*** Opening of Source data ***

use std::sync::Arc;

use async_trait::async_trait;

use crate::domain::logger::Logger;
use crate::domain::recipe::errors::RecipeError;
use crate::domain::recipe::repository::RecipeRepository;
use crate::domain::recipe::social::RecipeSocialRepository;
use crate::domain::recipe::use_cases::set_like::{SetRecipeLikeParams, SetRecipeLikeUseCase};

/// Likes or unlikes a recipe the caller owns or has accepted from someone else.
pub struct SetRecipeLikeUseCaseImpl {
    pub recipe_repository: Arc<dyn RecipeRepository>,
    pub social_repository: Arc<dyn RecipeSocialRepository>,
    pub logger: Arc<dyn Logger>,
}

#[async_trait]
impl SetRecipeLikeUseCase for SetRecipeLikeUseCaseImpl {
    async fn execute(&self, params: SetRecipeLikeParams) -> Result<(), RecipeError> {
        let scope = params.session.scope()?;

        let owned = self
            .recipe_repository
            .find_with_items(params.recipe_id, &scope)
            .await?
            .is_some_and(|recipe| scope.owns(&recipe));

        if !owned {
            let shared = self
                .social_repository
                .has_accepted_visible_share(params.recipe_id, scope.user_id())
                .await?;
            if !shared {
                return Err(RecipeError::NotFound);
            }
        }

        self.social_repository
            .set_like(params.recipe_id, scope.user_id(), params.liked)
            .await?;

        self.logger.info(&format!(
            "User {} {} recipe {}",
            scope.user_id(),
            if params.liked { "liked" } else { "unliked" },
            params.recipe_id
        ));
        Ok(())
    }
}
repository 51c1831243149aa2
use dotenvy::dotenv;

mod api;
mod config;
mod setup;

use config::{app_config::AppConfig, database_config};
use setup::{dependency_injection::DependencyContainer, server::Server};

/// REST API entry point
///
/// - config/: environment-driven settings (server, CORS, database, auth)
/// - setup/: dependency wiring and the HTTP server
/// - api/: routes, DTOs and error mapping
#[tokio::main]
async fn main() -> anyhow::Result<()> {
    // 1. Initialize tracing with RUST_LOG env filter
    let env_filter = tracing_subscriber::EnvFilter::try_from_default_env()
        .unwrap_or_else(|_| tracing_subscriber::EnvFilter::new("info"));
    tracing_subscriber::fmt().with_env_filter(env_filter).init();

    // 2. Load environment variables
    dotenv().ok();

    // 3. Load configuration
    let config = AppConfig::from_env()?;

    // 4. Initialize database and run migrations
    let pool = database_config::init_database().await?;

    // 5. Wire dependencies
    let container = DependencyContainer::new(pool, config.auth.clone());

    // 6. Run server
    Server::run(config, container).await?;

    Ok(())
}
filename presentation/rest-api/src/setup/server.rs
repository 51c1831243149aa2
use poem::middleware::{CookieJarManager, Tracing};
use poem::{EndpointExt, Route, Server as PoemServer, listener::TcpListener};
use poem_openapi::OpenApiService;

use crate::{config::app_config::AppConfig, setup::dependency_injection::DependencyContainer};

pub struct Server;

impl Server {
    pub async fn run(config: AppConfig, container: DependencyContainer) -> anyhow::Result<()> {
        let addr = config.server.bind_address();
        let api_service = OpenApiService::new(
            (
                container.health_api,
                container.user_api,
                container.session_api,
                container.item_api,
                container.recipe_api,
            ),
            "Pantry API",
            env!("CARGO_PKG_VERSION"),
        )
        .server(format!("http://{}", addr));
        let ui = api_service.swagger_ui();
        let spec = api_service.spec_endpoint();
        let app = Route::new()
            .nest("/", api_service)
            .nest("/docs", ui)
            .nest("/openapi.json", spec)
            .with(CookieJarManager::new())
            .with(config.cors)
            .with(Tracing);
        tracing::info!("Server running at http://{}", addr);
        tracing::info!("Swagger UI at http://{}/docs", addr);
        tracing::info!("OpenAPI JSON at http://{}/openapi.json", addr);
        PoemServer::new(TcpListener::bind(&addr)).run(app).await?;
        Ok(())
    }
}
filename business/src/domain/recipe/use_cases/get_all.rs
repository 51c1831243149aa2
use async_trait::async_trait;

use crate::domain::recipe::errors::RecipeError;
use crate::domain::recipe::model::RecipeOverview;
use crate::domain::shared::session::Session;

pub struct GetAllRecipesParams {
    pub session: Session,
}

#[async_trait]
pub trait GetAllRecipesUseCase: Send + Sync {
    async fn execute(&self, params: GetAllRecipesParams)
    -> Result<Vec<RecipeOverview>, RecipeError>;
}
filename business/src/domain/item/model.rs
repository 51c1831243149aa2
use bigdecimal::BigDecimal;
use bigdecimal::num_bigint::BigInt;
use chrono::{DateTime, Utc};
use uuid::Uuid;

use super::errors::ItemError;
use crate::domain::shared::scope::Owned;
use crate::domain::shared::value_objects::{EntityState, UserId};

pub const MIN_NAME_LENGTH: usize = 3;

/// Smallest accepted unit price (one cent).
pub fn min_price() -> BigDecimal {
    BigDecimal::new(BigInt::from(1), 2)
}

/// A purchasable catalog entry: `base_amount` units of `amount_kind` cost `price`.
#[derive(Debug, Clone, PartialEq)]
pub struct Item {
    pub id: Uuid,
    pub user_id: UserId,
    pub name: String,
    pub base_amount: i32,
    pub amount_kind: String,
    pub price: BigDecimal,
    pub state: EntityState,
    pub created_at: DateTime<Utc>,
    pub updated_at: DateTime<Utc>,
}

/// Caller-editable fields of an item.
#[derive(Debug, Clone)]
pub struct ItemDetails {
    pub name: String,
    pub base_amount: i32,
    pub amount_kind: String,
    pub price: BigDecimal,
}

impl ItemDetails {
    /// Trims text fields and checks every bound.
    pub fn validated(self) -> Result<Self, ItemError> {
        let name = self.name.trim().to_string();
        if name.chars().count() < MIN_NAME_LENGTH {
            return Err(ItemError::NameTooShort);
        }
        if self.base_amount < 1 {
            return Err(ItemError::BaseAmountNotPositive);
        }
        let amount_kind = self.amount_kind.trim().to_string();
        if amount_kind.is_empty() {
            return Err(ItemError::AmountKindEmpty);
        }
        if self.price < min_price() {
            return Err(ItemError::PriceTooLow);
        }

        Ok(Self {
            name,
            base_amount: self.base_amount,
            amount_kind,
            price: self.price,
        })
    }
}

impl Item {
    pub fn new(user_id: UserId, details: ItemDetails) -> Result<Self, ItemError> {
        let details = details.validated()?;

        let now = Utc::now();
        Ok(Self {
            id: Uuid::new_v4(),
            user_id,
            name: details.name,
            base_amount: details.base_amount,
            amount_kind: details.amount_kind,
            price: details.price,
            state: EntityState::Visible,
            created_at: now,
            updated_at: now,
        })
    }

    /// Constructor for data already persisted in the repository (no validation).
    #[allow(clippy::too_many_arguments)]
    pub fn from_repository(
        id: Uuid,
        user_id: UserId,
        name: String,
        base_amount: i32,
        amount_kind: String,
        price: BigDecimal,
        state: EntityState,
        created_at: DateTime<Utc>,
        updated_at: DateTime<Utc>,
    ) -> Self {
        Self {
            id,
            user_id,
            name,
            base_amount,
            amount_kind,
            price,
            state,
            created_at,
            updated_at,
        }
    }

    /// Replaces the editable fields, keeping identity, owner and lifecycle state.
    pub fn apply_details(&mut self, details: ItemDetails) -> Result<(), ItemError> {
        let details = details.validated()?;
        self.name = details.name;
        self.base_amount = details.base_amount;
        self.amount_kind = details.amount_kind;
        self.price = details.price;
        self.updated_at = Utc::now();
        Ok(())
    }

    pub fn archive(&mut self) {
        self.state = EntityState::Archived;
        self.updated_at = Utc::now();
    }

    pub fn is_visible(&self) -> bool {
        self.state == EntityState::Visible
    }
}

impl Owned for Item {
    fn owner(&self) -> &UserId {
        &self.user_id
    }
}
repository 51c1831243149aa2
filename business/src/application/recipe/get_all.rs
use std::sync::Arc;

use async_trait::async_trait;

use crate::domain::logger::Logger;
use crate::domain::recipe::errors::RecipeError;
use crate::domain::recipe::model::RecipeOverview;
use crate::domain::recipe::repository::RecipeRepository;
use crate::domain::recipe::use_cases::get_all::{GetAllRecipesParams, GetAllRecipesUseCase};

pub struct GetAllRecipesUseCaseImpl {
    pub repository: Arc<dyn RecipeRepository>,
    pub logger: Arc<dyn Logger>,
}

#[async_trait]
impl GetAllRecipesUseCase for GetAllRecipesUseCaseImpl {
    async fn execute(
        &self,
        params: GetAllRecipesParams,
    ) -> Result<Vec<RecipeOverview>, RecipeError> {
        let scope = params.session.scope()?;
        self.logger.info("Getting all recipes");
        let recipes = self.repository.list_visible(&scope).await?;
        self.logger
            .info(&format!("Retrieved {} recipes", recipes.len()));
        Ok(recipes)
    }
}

*** Close of Source data ***
*** Opening of Source data ***

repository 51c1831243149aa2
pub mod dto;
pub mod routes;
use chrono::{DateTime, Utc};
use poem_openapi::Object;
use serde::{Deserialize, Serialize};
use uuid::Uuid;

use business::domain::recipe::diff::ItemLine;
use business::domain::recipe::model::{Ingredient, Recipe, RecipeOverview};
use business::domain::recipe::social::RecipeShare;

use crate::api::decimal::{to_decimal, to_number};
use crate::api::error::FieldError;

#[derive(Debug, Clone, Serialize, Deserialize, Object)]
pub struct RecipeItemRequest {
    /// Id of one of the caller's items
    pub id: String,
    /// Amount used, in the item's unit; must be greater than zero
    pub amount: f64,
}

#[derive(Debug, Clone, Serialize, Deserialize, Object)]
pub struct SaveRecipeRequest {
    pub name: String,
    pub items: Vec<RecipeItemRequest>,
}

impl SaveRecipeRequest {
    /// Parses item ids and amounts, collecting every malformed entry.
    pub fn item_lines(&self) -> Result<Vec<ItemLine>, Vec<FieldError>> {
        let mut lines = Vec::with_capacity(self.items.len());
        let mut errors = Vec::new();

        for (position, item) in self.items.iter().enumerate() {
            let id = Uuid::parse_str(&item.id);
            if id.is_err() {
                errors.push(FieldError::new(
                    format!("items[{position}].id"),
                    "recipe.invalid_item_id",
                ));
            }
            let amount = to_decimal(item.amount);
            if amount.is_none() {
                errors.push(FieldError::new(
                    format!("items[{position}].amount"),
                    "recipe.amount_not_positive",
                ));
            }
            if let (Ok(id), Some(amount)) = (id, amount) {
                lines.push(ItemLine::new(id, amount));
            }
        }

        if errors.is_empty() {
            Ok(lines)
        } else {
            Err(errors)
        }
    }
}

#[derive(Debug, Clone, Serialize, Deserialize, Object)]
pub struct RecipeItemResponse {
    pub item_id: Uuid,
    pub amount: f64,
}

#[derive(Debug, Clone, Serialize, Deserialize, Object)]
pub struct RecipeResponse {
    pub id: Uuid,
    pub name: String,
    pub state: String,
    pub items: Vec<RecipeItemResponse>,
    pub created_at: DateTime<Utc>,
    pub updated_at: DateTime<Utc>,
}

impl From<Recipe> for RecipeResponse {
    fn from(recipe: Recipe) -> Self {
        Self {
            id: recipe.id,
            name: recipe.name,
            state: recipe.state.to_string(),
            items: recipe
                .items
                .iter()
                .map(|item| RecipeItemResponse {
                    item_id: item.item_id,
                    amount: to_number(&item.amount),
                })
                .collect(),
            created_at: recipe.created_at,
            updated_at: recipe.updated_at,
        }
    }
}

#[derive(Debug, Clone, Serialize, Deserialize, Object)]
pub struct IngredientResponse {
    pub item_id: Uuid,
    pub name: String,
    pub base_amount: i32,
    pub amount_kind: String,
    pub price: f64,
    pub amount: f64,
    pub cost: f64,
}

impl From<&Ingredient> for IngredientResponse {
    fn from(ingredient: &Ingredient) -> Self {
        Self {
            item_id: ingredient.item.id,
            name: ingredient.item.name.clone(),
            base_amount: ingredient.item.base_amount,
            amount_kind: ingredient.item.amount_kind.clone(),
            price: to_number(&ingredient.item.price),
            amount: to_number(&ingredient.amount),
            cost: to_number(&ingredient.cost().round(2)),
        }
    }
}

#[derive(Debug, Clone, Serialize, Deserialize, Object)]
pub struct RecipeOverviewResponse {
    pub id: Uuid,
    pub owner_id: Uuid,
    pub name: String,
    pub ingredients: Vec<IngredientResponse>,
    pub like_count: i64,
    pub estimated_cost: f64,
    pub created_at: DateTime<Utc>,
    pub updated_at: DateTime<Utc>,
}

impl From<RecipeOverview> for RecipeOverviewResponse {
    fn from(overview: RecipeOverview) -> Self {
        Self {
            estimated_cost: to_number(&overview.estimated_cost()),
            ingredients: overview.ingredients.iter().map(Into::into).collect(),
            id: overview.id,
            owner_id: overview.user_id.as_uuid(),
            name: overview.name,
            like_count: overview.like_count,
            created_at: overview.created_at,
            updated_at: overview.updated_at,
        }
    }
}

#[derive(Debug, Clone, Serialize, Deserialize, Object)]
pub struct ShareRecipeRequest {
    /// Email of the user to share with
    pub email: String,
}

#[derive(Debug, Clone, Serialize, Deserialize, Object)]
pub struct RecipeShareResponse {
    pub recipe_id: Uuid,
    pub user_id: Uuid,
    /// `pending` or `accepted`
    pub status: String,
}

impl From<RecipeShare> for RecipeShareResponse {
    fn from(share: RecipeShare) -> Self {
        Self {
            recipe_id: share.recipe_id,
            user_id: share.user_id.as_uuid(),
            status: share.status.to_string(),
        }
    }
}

*** Close of Source data ***

__Task brief__
Go through the records. Copy each line where "liked" appears.

__Problem solution__
            .set_like(params.recipe_id, scope.user_id(), params.liked)
            if params.liked { "liked" } else { "unliked" },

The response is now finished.